Adakah yang mendengar kami?


Sebuah desa di pedalaman Nagan Raya, Aceh. Ada yang aneh di daerah ini. Mulai dari pemerintahan hingga berbagai masalah sosial lainnya.

Sebut saja Ijal. Usianya baru 14 tahun. Tapi, jangan harap kita bisa melihatnya menggunakan seragam putih biru untuk berangkat sekolah. Setiap pagi, disaat anak-anak seusianya berangkat sekolah, ia hanya menenteng sebuah parang untuk ke kebun.

Tidak sendirian. Kedua adiknya, juga ikut bersamanya. Bereka bertiga menuju kebun walau hanya sebatas membersihkan kebun. Siang harinya mereka kembali ke rumah untuk makan siang. Lalu kembali lagi ke kebun dan sore harinya mereka bermain bersama teman-teman seusianya hingga larut malam.

Besok harinya, rutinitas ini terus dilakukan ntah sampai kapan.

Mengapa Ijal dan kedua adiknya tidak sekolah?

Ibunya (Sebut saja Ibu nah) bercerita, sambil mengeluarkan air mata, sejak suaminya diambil orang, ia tidak mampu lagi membiayai kedua anaknya itu.


Suatu malam, dipertengahan tahun 2005, tiba-tiba rumahnya diketuk. Tidak ada rasa curiga, sang suami membuka pintu. Ternyata diluar, sudah ada beberapa orang yang tidak mereka kenal. Tanpa sempat mencium anak-anaknya, tanpa sempat berpamitan, suaminya itu langsung dibawa pergi. Entah kemana.

“Hingga saat ini saya tidak tahu dimana gerangan suami saya,” kata Ibu Nah.

Namun, berdasarkan pengalaman, jika hilang pada masa konflik lalu, maka tidak akan pernah pulang alias telah meninggal. Begitulah nasib yang dialami Ibu Nah.

Sejak itu, ia harus ke kebun menanam apa saja yang bisa ditanam untuk menutupi kehidupannya. Anak-anaknya masih sempat bersekolah saat itu. Dua tahun berselang, Ibu Nah menyerah. Dia tidak sanggup lagi membiayai anak-anaknya sekolah.

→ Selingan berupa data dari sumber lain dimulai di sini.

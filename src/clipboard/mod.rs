use anyhow::{Context, Result};
use arboard::Clipboard;

use crate::navigation::shareable_url;

/// Maximum clipboard payload (64KB). Share links are short; anything larger is a bug.
const MAX_CLIPBOARD_SIZE: usize = 64 * 1024;

/// Trait for clipboard operations (allows mocking in tests)
trait ClipboardProvider {
    fn set_text(&mut self, text: &str) -> Result<()>;
}

/// Real clipboard implementation using arboard
struct SystemClipboard {
    clipboard: Clipboard,
}

impl SystemClipboard {
    fn new() -> Result<Self> {
        let clipboard = Clipboard::new().context("Failed to initialize clipboard")?;
        Ok(Self { clipboard })
    }
}

impl ClipboardProvider for SystemClipboard {
    fn set_text(&mut self, text: &str) -> Result<()> {
        self.clipboard.set_text(text).context("Failed to set clipboard contents")?;
        Ok(())
    }
}

fn validate_clipboard_text(text: &str) -> Result<()> {
    if text.is_empty() {
        anyhow::bail!("Cannot copy empty text to clipboard");
    }

    if text.len() > MAX_CLIPBOARD_SIZE {
        anyhow::bail!(
            "Text too large for clipboard ({} bytes, max {})",
            text.len(),
            MAX_CLIPBOARD_SIZE
        );
    }

    Ok(())
}

fn share_link_with_provider(
    base_url: &str,
    session_id: &str,
    provider: &mut dyn ClipboardProvider,
) -> Result<String> {
    if session_id.is_empty() {
        anyhow::bail!("No session selected");
    }
    let link = shareable_url(base_url, session_id);
    validate_clipboard_text(&link)?;
    provider.set_text(&link)?;
    Ok(link)
}

/// Copy text to the system clipboard.
///
/// # Errors
/// Returns error if:
/// - Text is empty or larger than 64KB
/// - Clipboard access is denied or unavailable (headless environment)
pub fn copy_to_clipboard(text: &str) -> Result<()> {
    // Validate first, before initializing clipboard (for better error messages in CI)
    validate_clipboard_text(text)?;

    let mut clipboard = SystemClipboard::new()?;
    clipboard.set_text(text)?;
    Ok(())
}

/// Copy the shareable link for `session_id` and return it
pub fn copy_share_link(base_url: &str, session_id: &str) -> Result<String> {
    if session_id.is_empty() {
        anyhow::bail!("No session selected");
    }
    let mut clipboard = SystemClipboard::new()?;
    share_link_with_provider(base_url, session_id, &mut clipboard)
}
use std::time::Duration;

use crossterm::event::{self, Event, KeyCode, KeyEvent, KeyModifiers};

/// User actions from keyboard events
#[derive(Debug, PartialEq)]
pub enum Action {
    Quit,
    /// Close the picker, or quit from the viewer
    Back,
    NextInteraction,
    PreviousInteraction,
    FirstInteraction,
    LastInteraction,
    /// Jump to the interaction at this zero-based index
    JumpTo(usize),
    NextConversation,
    PreviousConversation,
    MoveUp,
    MoveDown,
    TogglePicker,
    Select,
    CopyShareLink,
    Refresh,
    None,
}

/// Poll for keyboard events and convert to actions
pub fn poll_event(timeout: Duration) -> anyhow::Result<Action> {
    if event::poll(timeout)?
        && let Event::Key(key) = event::read()?
    {
        return Ok(key_to_action(key));
    }
    Ok(Action::None)
}

fn key_to_action(key: KeyEvent) -> Action {
    match (key.code, key.modifiers) {
        // Quit
        (KeyCode::Char('c'), KeyModifiers::CONTROL) => Action::Quit,
        (KeyCode::Char('q'), KeyModifiers::NONE) => Action::Quit,
        (KeyCode::Esc, _) => Action::Back,

        (KeyCode::Char('r'), KeyModifiers::CONTROL) => Action::Refresh,

        // Interactions
        (KeyCode::Left, _) | (KeyCode::Char('h'), KeyModifiers::NONE) => {
            Action::PreviousInteraction
        }
        (KeyCode::Right, _) | (KeyCode::Char('l'), KeyModifiers::NONE) => Action::NextInteraction,
        (KeyCode::Home, _) | (KeyCode::Char('g'), KeyModifiers::NONE) => Action::FirstInteraction,
        (KeyCode::End, _) | (KeyCode::Char('G'), _) => Action::LastInteraction,
        (KeyCode::Char(c @ '1'..='9'), KeyModifiers::NONE) => {
            Action::JumpTo(c as usize - '1' as usize)
        }

        // Conversations
        (KeyCode::PageDown, _) | (KeyCode::Char('n'), KeyModifiers::NONE) => {
            Action::NextConversation
        }
        (KeyCode::PageUp, _) | (KeyCode::Char('p'), KeyModifiers::NONE) => {
            Action::PreviousConversation
        }

        // Vertical movement (picker list, or timeline)
        (KeyCode::Up, _) | (KeyCode::Char('k'), KeyModifiers::NONE) => Action::MoveUp,
        (KeyCode::Down, _) | (KeyCode::Char('j'), KeyModifiers::NONE) => Action::MoveDown,

        (KeyCode::Tab, _) => Action::TogglePicker,
        (KeyCode::Enter, _) => Action::Select,
        (KeyCode::Char('y'), KeyModifiers::NONE) => Action::CopyShareLink,

        _ => Action::None,
    }
}
//! Transcript Navigator - Browse customer/agent conversations one interaction at a time
//!
//! This library reads exported conversation-analysis tables and turns each
//! row's free-form `conversation_history` into a sequence of interactions: one
//! customer message plus the agent replies that follow it. It supports:
//!
//! - Loading `.json`/`.jsonl` snapshots, or whole directories of them
//! - Normalizing history records written by producers with different schemas
//! - Grouping normalized messages into numbered interactions
//! - Navigating conversations and interactions, with the selected session kept
//!   in a shareable URL
//!
//! # Example
//!
//! ```no_run
//! use std::path::PathBuf;
//! use transcript_navigator::{group_interactions, load_conversations};
//!
//! let conversations = load_conversations(&PathBuf::from("exports/conversation_analysis.json"))?;
//! for conversation in &conversations {
//!     let interactions = group_interactions(&conversation.history);
//!     println!("{}: {} interactions", conversation.session_label(), interactions.len());
//! }
//! # Ok::<(), anyhow::Error>(())
//! ```

pub mod cli;
pub mod clipboard;
pub mod config;
pub mod details;
pub mod grouping;
pub mod models;
pub mod navigation;
pub mod parsers;
pub mod tui;
pub mod utils;

// Re-export commonly used types
pub use grouping::{group_interactions, normalize};
pub use models::{Conversation, Interaction, NormalizedMessage, Speaker};
pub use navigation::Navigator;
pub use parsers::load_conversations;
pub use utils::paths::format_path_with_tilde;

Karena itu, kini, ketiga anaknya tidak lagi bersekolah. Dan kita jangan terkejut, jika melihat anak Ibu Nah merokok. Karena, mereka mencari uang sendiri, dan menghilangkan “kesunyian” dengan merokok.

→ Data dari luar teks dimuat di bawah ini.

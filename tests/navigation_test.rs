/// Navigation integration tests
///
/// These tests load real snapshot files and drive the navigator the way the viewer does
mod common;

use common::{RowBuilder, SnapshotDirBuilder, alternating_history};
use serde_json::json;
use transcript_navigator::navigation::{
    Navigator, SessionSync, TimelineSlot, ViewState, read_session_param,
};
use transcript_navigator::{Conversation, load_conversations};

fn load_fixture() -> Vec<Conversation> {
    let rows = [
        RowBuilder::new(1, "alpha").history(alternating_history(3)),
        RowBuilder::new(2, "alpha").history(json!([{"ai_agent": "orphan"}])),
        RowBuilder::new(3, "beta").history(alternating_history(1)),
        RowBuilder::new(4, "gamma team").history(alternating_history(2)),
    ];
    let dir = SnapshotDirBuilder::new().with_json_rows("rows.json", &rows).build();
    load_conversations(&dir.path().join("rows.json")).unwrap()
}

fn timeline_numbers(navigator: &Navigator) -> Vec<Option<usize>> {
    navigator
        .timeline_window()
        .iter()
        .map(|slot| match slot {
            TimelineSlot::Empty => None,
            TimelineSlot::Interaction { interaction, .. } => Some(interaction.interaction_number),
        })
        .collect()
}

#[test]
fn test_walk_through_interactions() {
    let mut navigator = Navigator::from_load(Ok(load_fixture()));

    assert_eq!(navigator.interactions().len(), 3);
    assert_eq!(timeline_numbers(&navigator), vec![None, Some(1), Some(2)]);

    assert!(navigator.next_interaction());
    assert!(navigator.next_interaction());
    assert!(!navigator.next_interaction(), "stepping past the last interaction is a no-op");
    assert_eq!(navigator.interaction_index(), 2);
    assert_eq!(timeline_numbers(&navigator), vec![Some(2), Some(3), None]);

    assert!(navigator.first_interaction());
    assert!(!navigator.previous_interaction());
    assert_eq!(navigator.interaction_index(), 0);
}

#[test]
fn test_conversation_without_interactions() {
    let mut navigator = Navigator::from_load(Ok(load_fixture()));

    assert!(navigator.next_conversation());
    assert!(navigator.interactions().is_empty());
    assert!(matches!(navigator.view_state(), ViewState::NoInteractions { .. }));
    assert_eq!(navigator.grouping_stats().dropped_orphan_agent, 1);
    assert!(!navigator.next_interaction());
    assert!(!navigator.last_interaction());
}

#[test]
fn test_conversation_change_resets_interaction() {
    let mut navigator = Navigator::from_load(Ok(load_fixture()));

    assert!(navigator.last_interaction());
    assert!(navigator.select_session("gamma team"));
    assert_eq!(navigator.interaction_index(), 0);
    assert_eq!(navigator.current_session(), Some("gamma team"));

    assert!(navigator.previous_conversation());
    assert_eq!(navigator.current_session(), Some("beta"));
}

#[test]
fn test_unknown_session_keeps_position() {
    let mut navigator = Navigator::from_load(Ok(load_fixture()));
    navigator.next_interaction();

    assert!(!navigator.select_session("missing"));
    assert_eq!(navigator.current_session(), Some("alpha"));
    assert_eq!(navigator.interaction_index(), 1);
}

#[test]
fn test_session_groups_for_picker() {
    let conversations = load_fixture();
    let navigator = Navigator::from_load(Ok(conversations));

    let groups: Vec<(&str, Vec<usize>)> = navigator
        .session_groups()
        .iter()
        .map(|group| {
            (group.session_id, group.conversations.iter().map(|(index, _)| *index).collect())
        })
        .collect();

    assert_eq!(groups, vec![("alpha", vec![0, 1]), ("beta", vec![2]), ("gamma team", vec![3])]);
}

#[test]
fn test_failed_load_view() {
    let navigator = Navigator::from_load(Err(anyhow::anyhow!("Database error: timeout")));

    match navigator.view_state() {
        ViewState::Error(message) => assert!(message.contains("Database error: timeout")),
        _ => panic!("expected error view"),
    }
    assert!(navigator.conversations().is_empty());
}

#[test]
fn test_session_selection_round_trip_through_url() {
    let mut sync = SessionSync::new("https://viewer.example.com/?tab=details#top");
    let mut navigator = Navigator::from_load(Ok(load_fixture()));

    navigator.select_session("gamma team");
    sync.sync(navigator.current_session());
    assert_eq!(sync.url(), "https://viewer.example.com/?tab=details&session_id=gamma%20team#top");

    // A fresh viewer opened on that URL restores the same conversation
    let reopened = SessionSync::new(sync.url());
    let mut restored = Navigator::from_load(Ok(load_fixture()));
    let session = reopened.initial_session().unwrap();
    assert!(restored.select_session(&session));
    assert_eq!(restored.conversation_index(), 3);

    assert_eq!(
        sync.shareable_url().as_deref(),
        Some("https://viewer.example.com/?session_id=gamma%20team")
    );
}

#[test]
fn test_clearing_selection_removes_param() {
    let mut sync = SessionSync::new("http://localhost:3000/?session_id=alpha&tab=x");
    sync.sync(None);

    assert_eq!(read_session_param(sync.url()), None);
    assert!(sync.url().contains("tab=x"));
}
pub mod environment;
pub mod paths;
pub mod terminal;

pub use environment::get_config_path;
pub use paths::{
    DEFAULT_MAX_FILE_SIZE_BYTES, format_path_with_tilde, safe_open_file, validate_file_size,
};
pub use terminal::strip_ansi_codes;
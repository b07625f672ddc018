//! Paced capture loop: poll, transform, buffer, sleep off the rest of the interval

use std::panic::{self, AssertUnwindSafe};
use std::sync::Arc;
use std::thread;
use std::time::{Duration, Instant};

use tracing::{debug, info, warn};

use crate::capture::controller::{LoopState, Shared};
use crate::capture::Frame;
use crate::error::{CaptureError, Result};
use crate::pipeline::{transform, Transformed};
use crate::CaptureConfig;

/// Time left in a cycle of length `interval` after `elapsed` of work.
/// `None` means the cycle overran and the next one starts immediately.
pub fn remaining(interval: Duration, elapsed: Duration) -> Option<Duration> {
    interval.checked_sub(elapsed).filter(|rest| !rest.is_zero())
}

#[derive(Debug, Clone, Copy, PartialEq, Eq)]
pub enum Cycle {
    Captured,
    /// Source had nothing; the last produced frame was inserted again
    Repeated,
    /// Source had nothing and the buffer was empty
    Skipped,
}

pub(crate) struct CaptureLoop {
    shared: Arc<Shared>,
    config: CaptureConfig,
    warned: bool,
}

impl CaptureLoop {
    pub fn new(shared: Arc<Shared>, config: CaptureConfig) -> Self {
        Self {
            shared,
            config,
            warned: false,
        }
    }

    pub fn run(mut self) {
        let interval = self.config.frame_interval();
        info!(
            "Capture loop started: {} fps, tier {:?}, quality {}",
            self.config.fps, self.config.tier, self.config.quality
        );

        while self.shared.state.get() == LoopState::Running {
            let started = Instant::now();

            let cycle = self.cycle();

            let elapsed = started.elapsed();
            metrics::histogram!("cycle_time_us").record(elapsed.as_micros() as f64);
            debug!(?cycle, ?elapsed, "cycle done");

            if let Some(rest) = remaining(interval, elapsed) {
                thread::sleep(rest);
            }
        }

        self.shared.state.set(LoopState::Idle);
        info!("Capture loop stopped");
    }

    /// Poll and transform one frame. A panicking source or transform counts
    /// as a failed cycle.
    fn produce(&self) -> Result<Transformed> {
        panic::catch_unwind(AssertUnwindSafe(|| {
            let raw = self.shared.poll_source()?;
            transform(
                &raw,
                self.config.region,
                self.config.tier,
                self.config.quality,
                self.config.output,
            )
        }))
        .unwrap_or_else(|_| {
            warn!("Frame producer panicked, skipping cycle");
            Err(CaptureError::Source("frame producer panicked".into()))
        })
    }

    fn cycle(&mut self) -> Cycle {
        match self.produce() {
            Ok(out) => {
                let frame = Frame::new(
                    out.payload,
                    self.shared.next_sequence(),
                    out.width,
                    out.height,
                );
                self.shared.publish(frame);
                metrics::counter!("frames_captured").increment(1);
                Cycle::Captured
            }
            Err(err) => {
                if err.is_transient() {
                    debug!("no frame this cycle: {}", err);
                } else if !self.warned {
                    // Same config fails the same way every cycle
                    warn!("Dropping frames: {}", err);
                    self.warned = true;
                }

                // The last produced frame outlives the session that made it
                match self.shared.latest() {
                    Some(last) if !self.shared.buffer.is_empty() => {
                        self.shared
                            .buffer
                            .insert(last.repeat(self.shared.next_sequence()));
                        metrics::counter!("frames_repeated").increment(1);
                        Cycle::Repeated
                    }
                    _ => {
                        metrics::counter!("frames_skipped").increment(1);
                        Cycle::Skipped
                    }
                }
            }
        }
    }
}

Akan tetapi, disaat Aceh berlimpah bantuan, dan disaat Aceh damai, disaat keuangan Aceh mencapai triliunan rupiah setiap tahunnya, Ibu Nah nyaris tidak mendapatkan sedikitpun. Jangankan bantuan, beasiswa bagi anak-anaknya pun tidak dapat. Padahal, saat ini, berapa beasiswa yang disalurkan Pemerintah Aceh? Berapa SILPA (Sisa anggaran yang tidak terpakai tiap tahunnya).
Salah seorang anggota dewan pernah berpendapat : Masalah Silpa harus benar-benar ditelusuri dalam APBA Aceh setiap tahunnya. Pasalnya, sejak tahun 2006 ada kecenderungan bahwa dana Silpa sengaja dipertahankan mengendap di bank dengan maksud dan tujuan yang hingga saat ini masih misterius. Hal ini disebabkan karena Silpa tahun sebelumnya, misalnya silpa tahun 2009, belum dapat dihitung pada pembahasan anggaran 2009. Sehingga silpa yang dimaksud adalah silpa akumulasi tahun 2008. Akibatnya, uang Silpa tersebut mengendap sekian lama di bank.

Salah satu berita media :
Pemerintah Aceh berencana menggunakan Sisa Lebih Penghitungan Anggaran (Silpa) tahun 2006 hingga 2008 senilai Rp2 triliun untuk dana abadi pendidikan. Kebijakan itu guna mengatasi Permasalahan pendidikan di Aceh. (Serambinews, tahun 2010).

Selain itu, berapa anggaran dana pendidikan, berapa dana di Dinas Sosial, berapa besaranya dana di Bank Aceh? Berapa besarnya dana daerah yang terpakai untuk klub-klub sepakbola di negeri ini?

Tapi kondisi Ibu Nah dengan anak-anaknya?

Ibu Nah harus tetap berjuang sendiri. Benar-benar sendiri.

Di Aceh Timur. Istri mantan Kombatan, bahkan harus bekerja di kebun dan sawah milik orang lain karena dirinya tidak memiliki lahan. Dan berjualan di luar pagar sebuah sekolah. Bila musim libur tiba, bila musim kemarau tiba, apa yang harus dikerjakannya. Tentu hanya menangis.

Suatu hari, saat kaki ini melangkah kerumahnya, anak terkecilnya, menitikkan airmata. Badan kurusnya terguncang oleh sebuah “rasa” yang tidak dapat kita masuki kecuali kita juga memiliki “rasa” seperti yang ia rasakan.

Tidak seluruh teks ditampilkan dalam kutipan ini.